President-elect Eisenhower's headquarters in New York refused to confirm or deny a published report by the New York Times that two minor New York office employees had been barred from prospective jobs in the new Administration on the basis of FBI inquiries into their loyalty.

The President-elect would leave by special train the following afternoon for Washington, where he would occupy the presidential suite at the Statler Hotel, in advance of the inauguration on Tuesday. He had spent the previous day at Columbia University, where he issued a sentimental farewell to the students and faculty, his resignation as University president becoming effective on Monday. He had spoken briefly at a dinner given by the University's Law School the previous night.

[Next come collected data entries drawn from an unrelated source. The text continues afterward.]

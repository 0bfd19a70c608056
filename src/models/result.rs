//! Sizing result and advisory warnings.

use std::fmt;

use rust_decimal::Decimal;
use serde::{Serialize, Serializer};

/// Advisory message attached to a result. Never blocks display.
#[derive(Debug, Clone, PartialEq, Eq)]
pub enum RiskWarning {
    /// Risk per trade above the configured threshold
    HighRiskPerTrade,
    /// Stop loss too close to the entry price
    TightStopLoss,
    /// Not even one share (or one lot) fits the constraints
    CannotAffordShares { lot_size: Option<u32> },
}

impl fmt::Display for RiskWarning {
    fn fmt(&self, f: &mut fmt::Formatter<'_>) -> fmt::Result {
        match self {
            RiskWarning::HighRiskPerTrade => {
                f.write_str("High risk: Consider risking no more than 2-5% per trade")
            }
            RiskWarning::TightStopLoss => f.write_str(
                "Very tight stop loss: Consider if this allows enough room for normal price fluctuation",
            ),
            RiskWarning::CannotAffordShares { lot_size: Some(lot) } => write!(
                f,
                "Cannot afford a single lot of {} shares with current capital or inputs. \
                 Consider increasing capital or adjusting stop loss",
                lot
            ),
            RiskWarning::CannotAffordShares { lot_size: None } => f.write_str(
                "Cannot afford any shares with current capital or inputs. \
                 Consider increasing capital or adjusting stop loss",
            ),
        }
    }
}

impl Serialize for RiskWarning {
    fn serialize<S: Serializer>(&self, serializer: S) -> Result<S::Ok, S::Error> {
        serializer.collect_str(self)
    }
}

/// Output of one calculation.
#[derive(Debug, Clone, PartialEq, Eq, Serialize)]
#[serde(rename_all = "camelCase")]
pub struct CalculationResult {
    /// Capital the trader is willing to lose
    pub risk_amount: Decimal,

    /// Loss per share if the stop is hit
    pub risk_per_share: Decimal,

    /// Shares allowed by the risk budget alone
    pub risk_based_shares: u64,

    /// Shares the capital can buy outright
    pub capital_based_shares: u64,

    /// Tighter of the two checks, before lot rounding
    pub final_share_count_pre_lot: u64,

    /// Whole lots, `None` for markets without lots
    pub max_lots: Option<u64>,

    pub max_shares: u64,

    pub position_value: Decimal,

    /// Position value as a percentage of principal
    pub position_size_percentage: Decimal,

    /// Loss if stopped out with `max_shares`
    pub actual_risk_amount: Decimal,

    pub actual_risk_percentage: Decimal,

    pub warnings: Vec<RiskWarning>,

    pub is_valid: bool,
}

impl CalculationResult {
    /// Attach warnings in evaluation order.
    pub fn with_warnings(mut self, warnings: Vec<RiskWarning>) -> Self {
        self.warnings = warnings;
        self
    }

    pub fn warning_messages(&self) -> Vec<String> {
        self.warnings.iter().map(ToString::to_string).collect()
    }

    /// True when lot rounding or the capital check trimmed the risk-based count.
    pub fn is_capped(&self) -> bool {
        self.max_shares < self.risk_based_shares
    }
}

#[cfg(test)]
mod tests {
    use super::*;

    #[test]
    fn test_warning_serializes_as_message() {
        let json = serde_json::to_string(&vec![
            RiskWarning::HighRiskPerTrade,
            RiskWarning::CannotAffordShares { lot_size: Some(100) },
        ])
        .unwrap();
        assert!(json.starts_with("[\"High risk:"));
        assert!(json.contains("a single lot of 100 shares"));
    }

    #[test]
    fn test_cannot_afford_wording_without_lots() {
        let msg = RiskWarning::CannotAffordShares { lot_size: None }.to_string();
        assert!(msg.starts_with("Cannot afford any shares"));
    }
}
//! Input validation: raw form strings to a `CalculatorInput`.
//!
//! Every field is checked on each pass so the caller can show all
//! problems at once.

use std::str::FromStr;

use rust_decimal::Decimal;
use rust_decimal_macros::dec;
use tracing::debug;

use crate::error::{FieldError, SizingError, ValidationErrors};
use crate::models::{CalculatorInput, Field, Market, MarketRules, RawInput};

use super::{CalculatorConfig, PositionSizer};

const PRINCIPAL_RANGE: &str = "Principal must be greater than 0";
const RISK_RANGE: &str = "Risk percentage must be greater than 0% and at most 100%";
const BUY_PRICE_RANGE: &str = "Buy price must be greater than 0";
const STOP_LOSS_RANGE: &str = "Stop loss must be greater than 0";
const PRINCIPAL_SCALE: &str = "Principal is too large for these prices";

/// Parse a locale-invariant decimal. Empty or non-numeric text yields `None`.
///
/// Only digits, one leading sign and a decimal point are accepted; digit
/// separators such as `_` or `,` are rejected.
fn parse_decimal(raw: &str) -> Option<Decimal> {
    let trimmed = raw.trim();
    let digits = trimmed.strip_prefix(['+', '-']).unwrap_or(trimmed);
    if digits.is_empty() || !digits.chars().all(|c| c.is_ascii_digit() || c == '.') {
        return None;
    }
    Decimal::from_str(trimmed).ok()
}

/// Validate raw form input.
pub fn validate(
    raw: &RawInput,
    config: &CalculatorConfig,
) -> Result<CalculatorInput, ValidationErrors> {
    let mut errors = ValidationErrors::new();

    let principal = parse_decimal(&raw.principal);
    let risk_percentage = parse_decimal(&raw.risk_percentage);
    let buy_price = parse_decimal(&raw.buy_price);
    let stop_loss = parse_decimal(&raw.stop_loss);

    if !principal.is_some_and(|v| v > Decimal::ZERO) {
        errors.insert(Field::Principal, FieldError::OutOfRange(PRINCIPAL_RANGE));
    }

    if !risk_percentage.is_some_and(|v| v > Decimal::ZERO && v <= dec!(100)) {
        errors.insert(Field::RiskPercentage, FieldError::OutOfRange(RISK_RANGE));
    }

    if !buy_price.is_some_and(|v| v > Decimal::ZERO) {
        errors.insert(Field::BuyPrice, FieldError::OutOfRange(BUY_PRICE_RANGE));
    }

    if !stop_loss.is_some_and(|v| v > Decimal::ZERO) {
        errors.insert(Field::StopLoss, FieldError::OutOfRange(STOP_LOSS_RANGE));
    }

    // Ordering replaces the range error on stopLoss.
    if let (Some(buy), Some(stop)) = (buy_price, stop_loss) {
        if stop >= buy {
            errors.insert(Field::StopLoss, FieldError::InvalidOrdering);
        }
    }

    let market = Market::from_code(&raw.market);
    if market.is_none() && config.strict_markets {
        errors.insert(Field::Market, FieldError::UnknownMarket(raw.market.trim().to_string()));
    }

    let input = match (principal, risk_percentage, buy_price, stop_loss) {
        (Some(principal), Some(risk_percentage), Some(buy_price), Some(stop_loss))
            if errors.is_empty() =>
        {
            CalculatorInput {
                principal,
                risk_percentage,
                buy_price,
                stop_loss,
                market: market.unwrap_or_else(|| MarketRules::lookup_code(&raw.market).market),
            }
        }
        _ => return Err(rejected(raw, errors)),
    };

    // Share counts must stay representable for every accepted input.
    if let Err(SizingError::Overflow(what)) =
        PositionSizer::compute(&input, MarketRules::lookup(input.market))
    {
        debug!(quantity = what, "Sizing out of range");
        errors.insert(Field::Principal, FieldError::OutOfRange(PRINCIPAL_SCALE));
        return Err(rejected(raw, errors));
    }

    Ok(input)
}

fn rejected(raw: &RawInput, errors: ValidationErrors) -> ValidationErrors {
    for (field, error) in errors.iter() {
        debug!(field = %field, value = %raw.get(*field), error = %error, "Field rejected");
    }
    errors
}

#[cfg(test)]
mod tests {
    use super::*;

    fn raw(principal: &str, risk: &str, buy: &str, stop: &str, market: &str) -> RawInput {
        RawInput::new(principal, risk, buy, stop, market)
    }

    fn check(input: &RawInput) -> Result<CalculatorInput, ValidationErrors> {
        validate(input, &CalculatorConfig::default())
    }

    #[test]
    fn test_valid_input() {
        let input = check(&raw("10000", "2", "2.50", "2.25", "MY")).unwrap();
        assert_eq!(input.principal, dec!(10000));
        assert_eq!(input.risk_percentage, dec!(2));
        assert_eq!(input.buy_price, dec!(2.50));
        assert_eq!(input.stop_loss, dec!(2.25));
        assert_eq!(input.market, Market::My);
    }

    #[test]
    fn test_trims_whitespace() {
        let input = check(&raw(" 5000 ", "1.5\n", "\t10", "9", " us")).unwrap();
        assert_eq!(input.principal, dec!(5000));
        assert_eq!(input.market, Market::Us);
    }

    #[test]
    fn test_collects_all_errors() {
        let errors = check(&raw("", "abc", "-1", "0", "MY")).unwrap_err();
        assert_eq!(errors.len(), 4);
        assert_eq!(
            errors.get(Field::Principal),
            Some(&FieldError::OutOfRange(PRINCIPAL_RANGE))
        );
        assert_eq!(
            errors.get(Field::RiskPercentage),
            Some(&FieldError::OutOfRange(RISK_RANGE))
        );
        assert_eq!(
            errors.get(Field::BuyPrice),
            Some(&FieldError::OutOfRange(BUY_PRICE_RANGE))
        );
        // 0 >= -1 parses on both sides, so the ordering error wins.
        assert_eq!(errors.get(Field::StopLoss), Some(&FieldError::InvalidOrdering));
    }

    #[test]
    fn test_risk_percentage_bounds() {
        assert!(check(&raw("1000", "100", "10", "9", "MY")).is_ok());
        assert!(check(&raw("1000", "0.01", "10", "9", "MY")).is_ok());

        for bad in ["0", "100.01", "-2", "NaN", "inf"] {
            let errors = check(&raw("1000", bad, "10", "9", "MY")).unwrap_err();
            assert!(errors.get(Field::RiskPercentage).is_some(), "accepted {}", bad);
            assert_eq!(errors.len(), 1);
        }
    }

    #[test]
    fn test_stop_equal_to_buy_is_invalid_ordering() {
        let errors = check(&raw("1000", "2", "10", "10", "MY")).unwrap_err();
        assert_eq!(errors.len(), 1);
        assert_eq!(errors.get(Field::StopLoss), Some(&FieldError::InvalidOrdering));
    }

    #[test]
    fn test_stop_above_buy_is_invalid_ordering() {
        let errors = check(&raw("1000", "2", "10", "12", "MY")).unwrap_err();
        assert_eq!(errors.get(Field::StopLoss), Some(&FieldError::InvalidOrdering));
    }

    #[test]
    fn test_ordering_skipped_when_buy_unparseable() {
        let errors = check(&raw("1000", "2", "", "12", "MY")).unwrap_err();
        assert_eq!(errors.len(), 1);
        assert!(errors.get(Field::BuyPrice).is_some());
        assert!(errors.get(Field::StopLoss).is_none());
    }

    #[test]
    fn test_rejects_digit_separators() {
        for bad in ["1_000", "1,000", "1e3", "++5", "-"] {
            let errors = check(&raw(bad, "2", "10", "9", "MY")).unwrap_err();
            assert!(errors.get(Field::Principal).is_some(), "accepted {}", bad);
        }
        let input = check(&raw("1000.50", "2", "10", "9", "MY")).unwrap();
        assert_eq!(input.principal, dec!(1000.50));
    }

    #[test]
    fn test_principal_too_large_to_size() {
        let errors = check(&raw("100000000000000000000", "1", "1", "0.5", "US")).unwrap_err();
        assert_eq!(errors.len(), 1);
        assert_eq!(
            errors.get(Field::Principal),
            Some(&FieldError::OutOfRange(PRINCIPAL_SCALE))
        );

        let max = Decimal::MAX.to_string();
        let errors = check(&raw(&max, "1", "1", "0.5", "US")).unwrap_err();
        assert!(errors.get(Field::Principal).is_some());
    }

    #[test]
    fn test_unknown_market_permissive_falls_back() {
        let input = check(&raw("1000", "2", "10", "9", "JP")).unwrap();
        assert_eq!(input.market, Market::My);
    }

    #[test]
    fn test_unknown_market_strict_rejected() {
        let config = CalculatorConfig {
            strict_markets: true,
            ..Default::default()
        };
        let errors = validate(&raw("1000", "2", "10", "9", "JP"), &config).unwrap_err();
        assert_eq!(
            errors.get(Field::Market),
            Some(&FieldError::UnknownMarket("JP".to_string()))
        );
    }
}
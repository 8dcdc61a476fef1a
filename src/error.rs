use axum::{http::StatusCode, response::{IntoResponse, Response}, Json};
use serde_json::json;
use thiserror::Error;

use crate::gemini::GeminiError;

/// The field extractor could not produce usable values; the turn is retried by the user.
#[derive(Debug, Error)]
pub enum ExtractionError {
    #[error("language model call failed: {0}")]
    Model(#[from] GeminiError),
    #[error("extraction timed out after {0}s")]
    Timeout(u64),
    #[error("could not decode model output: {0}")]
    Decode(String),
}

/// The rendering collaborator did not return a poster.
#[derive(Debug, Error)]
pub enum RenderError {
    #[error("the rendering service did not answer within {0}s")]
    Timeout(u64),
    #[error("the rendering service rejected the poster details ({status}): {reason}")]
    Rejected { status: u16, reason: String },
    #[error("the rendering service failed ({status})")]
    Service { status: u16 },
    #[error("could not reach the rendering service: {0}")]
    Http(String),
    #[error("rendering is not configured: {0}")]
    NotConfigured(String),
    #[error("the rendering service returned no image URL")]
    MissingUrl,
}

impl RenderError {
    pub fn code(&self) -> &'static str {
        match self {
            RenderError::Timeout(_) => "timeout",
            RenderError::Rejected { .. } => "validation",
            RenderError::Service { .. } | RenderError::Http(_) | RenderError::MissingUrl => "service",
            RenderError::NotConfigured(_) => "config",
        }
    }
}

#[derive(Debug, Error)]
pub enum ConfigError {
    #[error("invalid value for {key}: {value:?}")]
    InvalidValue { key: &'static str, value: String },
}

/// Errors returned by the HTTP handlers.
#[derive(Debug, Error)]
pub enum AppError {
    #[error("session {0} not found")]
    SessionNotFound(String),
    #[error("{0}")]
    BadRequest(String),
}

impl IntoResponse for AppError {
    fn into_response(self) -> Response {
        let status = match self {
            AppError::SessionNotFound(_) => StatusCode::NOT_FOUND,
            AppError::BadRequest(_) => StatusCode::BAD_REQUEST,
        };
        (status, Json(json!({ "error": self.to_string() }))).into_response()
    }
}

Eisenhower headquarters also announced that there had been no change in the status of the nomination of Secretary of Defense-designate Charles E. Wilson, the confirmation pending before the Senate Armed Services Committee, which was investigating the fact that Mr. Wilson intended to retain substantial holdings in General Motors, from which he had recently resigned as president to serve in the Cabinet. Mr. Wilson had indicated he would retain his 2.5 million in G.M. stock as well as his right to a substantial annual pension and additional shares of stock. G.M. was the primary recipient of Government war contracts and so the issue was one of conflict of interest. James Hagerty, press secretary to the President-elect, said that there had been no change in any of that status. The Committee had put off further action on the appointment until Monday. Thus far, five Cabinet appointees had been recommended for confirmation, Secretary of Labor-designate Martin Durkin, Postmaster General-designate Arthur Summerfield, Secretary of Interior-designate Douglas McKay, Secretary of Agriculture-designate Ezra Taft Benson, and Secretary of State-designate John Foster Dulles. Herbert Brownell, Attorney General-designate, and George Humphrey, Secretary of Treasury-designate, had, in addition to Mr. Wilson, yet to be recommended for confirmation by the appropriate committees.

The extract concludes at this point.